## Excerpted records
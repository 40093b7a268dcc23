//! Text encoding for content-stream string operands
//!
//! Standard fonts are written with /Encoding /WinAnsiEncoding, so show-text
//! operands are encoded as Windows-1252 bytes.

/// Encode a string as Windows-1252 bytes.
///
/// ASCII and the overlapping Latin-1 range pass through; the CP1252-specific
/// 0x80-0x9F block is mapped explicitly; anything else becomes `?`.
pub fn encode_win_ansi(text: &str) -> Vec<u8> {
    let mut out = Vec::with_capacity(text.len());
    for ch in text.chars() {
        out.push(match ch as u32 {
            0x00..=0x7F => ch as u8,
            0xA0..=0xFF => ch as u8,
            0x20AC => 0x80, // Euro sign
            0x201A => 0x82, // Single low quotation mark
            0x0192 => 0x83, // Latin small letter f with hook
            0x201E => 0x84, // Double low quotation mark
            0x2026 => 0x85, // Horizontal ellipsis
            0x2020 => 0x86, // Dagger
            0x2021 => 0x87, // Double dagger
            0x02C6 => 0x88, // Circumflex accent
            0x2030 => 0x89, // Per mille sign
            0x0160 => 0x8A, // Latin capital letter S with caron
            0x2039 => 0x8B, // Single left angle quotation mark
            0x0152 => 0x8C, // Latin capital ligature OE
            0x017D => 0x8E, // Latin capital letter Z with caron
            0x2018 => 0x91, // Left single quotation mark
            0x2019 => 0x92, // Right single quotation mark
            0x201C => 0x93, // Left double quotation mark
            0x201D => 0x94, // Right double quotation mark
            0x2022 => 0x95, // Bullet
            0x2013 => 0x96, // En dash
            0x2014 => 0x97, // Em dash
            0x02DC => 0x98, // Small tilde
            0x2122 => 0x99, // Trade mark sign
            0x0161 => 0x9A, // Latin small letter s with caron
            0x203A => 0x9B, // Single right angle quotation mark
            0x0153 => 0x9C, // Latin small ligature oe
            0x017E => 0x9E, // Latin small letter z with caron
            0x0178 => 0x9F, // Latin capital letter Y with diaeresis
            _ => b'?',
        });
    }
    out
}
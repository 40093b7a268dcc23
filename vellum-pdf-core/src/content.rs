//! Page content: an append-only log of drawing instructions
//!
//! The drawing context appends typed instructions; nothing is ever removed
//! or reordered. At save time the log is lowered to the content-stream
//! operator syntax in a single pass.

use crate::error::{Error, Result};
use crate::geometry::Point;
use crate::graphics::Color;
use crate::text::encode_win_ansi;
use std::fmt::Write;

/// One drawing instruction.
#[derive(Debug, Clone, PartialEq)]
pub enum Instruction {
    /// Select the page font resource at `font` (by registration index) at
    /// the given point size for subsequent text.
    SetFont { font: usize, size: f64 },
    /// Select the fill color for subsequent text.
    SetFillColor(Color),
    /// Show `text` with its baseline starting at `position`.
    DrawText { text: String, position: Point },
}

/// The instruction log owned by one page.
#[derive(Debug, Clone, Default)]
pub struct ContentStream {
    instructions: Vec<Instruction>,
    last_font: Option<(usize, u64)>,
    last_color: Option<Color>,
}

impl ContentStream {
    pub(crate) fn new() -> Self {
        Self::default()
    }

    /// Append one text-drawing operation.
    ///
    /// Emits a `SetFont`/`SetFillColor` only when the requested state
    /// differs from the last instruction appended to this page, then exactly
    /// one `DrawText`.
    pub(crate) fn push_draw_text(
        &mut self,
        font: usize,
        size: f64,
        color: Color,
        text: String,
        position: Point,
    ) {
        if self.last_font != Some((font, size.to_bits())) {
            self.instructions.push(Instruction::SetFont { font, size });
            self.last_font = Some((font, size.to_bits()));
        }
        if self.last_color != Some(color) {
            self.instructions.push(Instruction::SetFillColor(color));
            self.last_color = Some(color);
        }
        self.instructions.push(Instruction::DrawText { text, position });
    }

    /// The instructions in append order.
    pub fn instructions(&self) -> &[Instruction] {
        &self.instructions
    }

    pub fn is_empty(&self) -> bool {
        self.instructions.is_empty()
    }

    /// Largest font resource index any instruction references.
    pub(crate) fn max_font_index(&self) -> Option<usize> {
        self.instructions
            .iter()
            .filter_map(|inst| match inst {
                Instruction::SetFont { font, .. } => Some(*font),
                _ => None,
            })
            .max()
    }

    /// Lower the instruction log to content-stream operators.
    pub(crate) fn encode(&self) -> Result<Vec<u8>> {
        let mut ops = String::new();
        let mut current_font: Option<(usize, f64)> = None;

        for inst in &self.instructions {
            match inst {
                Instruction::SetFont { font, size } => {
                    current_font = Some((*font, *size));
                }
                Instruction::SetFillColor(color) => match color {
                    Color::Rgb(r, g, b) => {
                        writeln!(&mut ops, "{r:.3} {g:.3} {b:.3} rg").unwrap();
                    }
                    Color::Gray(g) => {
                        writeln!(&mut ops, "{g:.3} g").unwrap();
                    }
                    Color::Cmyk(c, m, y, k) => {
                        writeln!(&mut ops, "{c:.3} {m:.3} {y:.3} {k:.3} k").unwrap();
                    }
                },
                Instruction::DrawText { text, position } => {
                    let (font, size) = current_font.ok_or_else(|| {
                        Error::InternalConsistency(
                            "DrawText instruction with no font selected".to_string(),
                        )
                    })?;

                    ops.push_str("BT\n");
                    writeln!(&mut ops, "/F{font} {} Tf", format_number(size)).unwrap();
                    writeln!(
                        &mut ops,
                        "{:.2} {:.2} Td",
                        position.x, position.y
                    )
                    .unwrap();
                    push_literal_string(&mut ops, text);
                    ops.push_str(" Tj\n");
                    ops.push_str("ET\n");
                }
            }
        }

        Ok(ops.into_bytes())
    }
}

/// Append `text` as a parenthesized literal string, WinAnsi-encoded.
fn push_literal_string(ops: &mut String, text: &str) {
    ops.push('(');
    for &byte in &encode_win_ansi(text) {
        match byte {
            b'(' => ops.push_str("\\("),
            b')' => ops.push_str("\\)"),
            b'\\' => ops.push_str("\\\\"),
            b'\n' => ops.push_str("\\n"),
            b'\r' => ops.push_str("\\r"),
            b'\t' => ops.push_str("\\t"),
            0x20..=0x7E => ops.push(byte as char),
            _ => write!(ops, "\\{byte:03o}").unwrap(),
        }
    }
    ops.push(')');
}

/// Render a number without a trailing fractional part when it is integral.
pub(crate) fn format_number(value: f64) -> String {
    let formatted = format!("{value:.6}");
    formatted
        .trim_end_matches('0')
        .trim_end_matches('.')
        .to_string()
}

## What to do
Word for word, reproduce every line of the data.

## Written response
repository 40093b7a268dcc23
//! Text encoding for content-stream string operands
//!
//! Standard fonts are written with /Encoding /WinAnsiEncoding, so show-text
//! operands are encoded as Windows-1252 bytes.

/// Encode a string as Windows-1252 bytes.
///
/// ASCII and the overlapping Latin-1 range pass through; the CP1252-specific
/// 0x80-0x9F block is mapped explicitly; anything else becomes `?`.
pub fn encode_win_ansi(text: &str) -> Vec<u8> {
    let mut out = Vec::with_capacity(text.len());
    for ch in text.chars() {
        out.push(match ch as u32 {
            0x00..=0x7F => ch as u8,
            0xA0..=0xFF => ch as u8,
            0x20AC => 0x80, // Euro sign
            0x201A => 0x82, // Single low quotation mark
            0x0192 => 0x83, // Latin small letter f with hook
            0x201E => 0x84, // Double low quotation mark
            0x2026 => 0x85, // Horizontal ellipsis
            0x2020 => 0x86, // Dagger
            0x2021 => 0x87, // Double dagger
            0x02C6 => 0x88, // Circumflex accent
            0x2030 => 0x89, // Per mille sign
            0x0160 => 0x8A, // Latin capital letter S with caron
            0x2039 => 0x8B, // Single left angle quotation mark
            0x0152 => 0x8C, // Latin capital ligature OE
            0x017D => 0x8E, // Latin capital letter Z with caron
            0x2018 => 0x91, // Left single quotation mark
            0x2019 => 0x92, // Right single quotation mark
            0x201C => 0x93, // Left double quotation mark
            0x201D => 0x94, // Right double quotation mark
            0x2022 => 0x95, // Bullet
            0x2013 => 0x96, // En dash
            0x2014 => 0x97, // Em dash
            0x02DC => 0x98, // Small tilde
            0x2122 => 0x99, // Trade mark sign
            0x0161 => 0x9A, // Latin small letter s with caron
            0x203A => 0x9B, // Single right angle quotation mark
            0x0153 => 0x9C, // Latin small ligature oe
            0x017E => 0x9E, // Latin small letter z with caron
            0x0178 => 0x9F, // Latin capital letter Y with diaeresis
            _ => b'?',
        });
    }
    out
}
repository 40093b7a268dcc23
filename vellum-pdf-core/src/content.rs
//! Page content: an append-only log of drawing instructions
//!
//! The drawing context appends typed instructions; nothing is ever removed
//! or reordered. At save time the log is lowered to the content-stream
//! operator syntax in a single pass.

use crate::error::{Error, Result};
use crate::geometry::Point;
use crate::graphics::Color;
use crate::text::encode_win_ansi;
use std::fmt::Write;

/// One drawing instruction.
#[derive(Debug, Clone, PartialEq)]
pub enum Instruction {
    /// Select the page font resource at `font` (by registration index) at
    /// the given point size for subsequent text.
    SetFont { font: usize, size: f64 },
    /// Select the fill color for subsequent text.
    SetFillColor(Color),
    /// Show `text` with its baseline starting at `position`.
    DrawText { text: String, position: Point },
}

/// The instruction log owned by one page.
#[derive(Debug, Clone, Default)]
pub struct ContentStream {
    instructions: Vec<Instruction>,
    last_font: Option<(usize, u64)>,
    last_color: Option<Color>,
}

impl ContentStream {
    pub(crate) fn new() -> Self {
        Self::default()
    }

    /// Append one text-drawing operation.
    ///
    /// Emits a `SetFont`/`SetFillColor` only when the requested state
    /// differs from the last instruction appended to this page, then exactly
    /// one `DrawText`.
    pub(crate) fn push_draw_text(
        &mut self,
        font: usize,
        size: f64,
        color: Color,
        text: String,
        position: Point,
    ) {
        if self.last_font != Some((font, size.to_bits())) {
            self.instructions.push(Instruction::SetFont { font, size });
            self.last_font = Some((font, size.to_bits()));
        }
        if self.last_color != Some(color) {
            self.instructions.push(Instruction::SetFillColor(color));
            self.last_color = Some(color);
        }
        self.instructions.push(Instruction::DrawText { text, position });
    }

    /// The instructions in append order.
    pub fn instructions(&self) -> &[Instruction] {
        &self.instructions
    }

    pub fn is_empty(&self) -> bool {
        self.instructions.is_empty()
    }

    /// Largest font resource index any instruction references.
    pub(crate) fn max_font_index(&self) -> Option<usize> {
        self.instructions
            .iter()
            .filter_map(|inst| match inst {
                Instruction::SetFont { font, .. } => Some(*font),
                _ => None,
            })
            .max()
    }

    /// Lower the instruction log to content-stream operators.
    pub(crate) fn encode(&self) -> Result<Vec<u8>> {
        let mut ops = String::new();
        let mut current_font: Option<(usize, f64)> = None;

        for inst in &self.instructions {
            match inst {
                Instruction::SetFont { font, size } => {
                    current_font = Some((*font, *size));
                }
                Instruction::SetFillColor(color) => match color {
                    Color::Rgb(r, g, b) => {
                        writeln!(&mut ops, "{r:.3} {g:.3} {b:.3} rg").unwrap();
                    }
                    Color::Gray(g) => {
                        writeln!(&mut ops, "{g:.3} g").unwrap();
                    }
                    Color::Cmyk(c, m, y, k) => {
                        writeln!(&mut ops, "{c:.3} {m:.3} {y:.3} {k:.3} k").unwrap();
                    }
                },
                Instruction::DrawText { text, position } => {
                    let (font, size) = current_font.ok_or_else(|| {
                        Error::InternalConsistency(
                            "DrawText instruction with no font selected".to_string(),
                        )
                    })?;

                    ops.push_str("BT\n");
                    writeln!(&mut ops, "/F{font} {} Tf", format_number(size)).unwrap();
                    writeln!(
                        &mut ops,
                        "{:.2} {:.2} Td",
                        position.x, position.y
                    )
                    .unwrap();
                    push_literal_string(&mut ops, text);
                    ops.push_str(" Tj\n");
                    ops.push_str("ET\n");
                }
            }
        }

        Ok(ops.into_bytes())
    }
}

/// Append `text` as a parenthesized literal string, WinAnsi-encoded.
fn push_literal_string(ops: &mut String, text: &str) {
    ops.push('(');
    for &byte in &encode_win_ansi(text) {
        match byte {
            b'(' => ops.push_str("\\("),
            b')' => ops.push_str("\\)"),
            b'\\' => ops.push_str("\\\\"),
            b'\n' => ops.push_str("\\n"),
            b'\r' => ops.push_str("\\r"),
            b'\t' => ops.push_str("\\t"),
            0x20..=0x7E => ops.push(byte as char),
            _ => write!(ops, "\\{byte:03o}").unwrap(),
        }
    }
    ops.push(')');
}

/// Render a number without a trailing fractional part when it is integral.
pub(crate) fn format_number(value: f64) -> String {
    let formatted = format!("{value:.6}");
    formatted
        .trim_end_matches('0')
        .trim_end_matches('.')
        .to_string()
}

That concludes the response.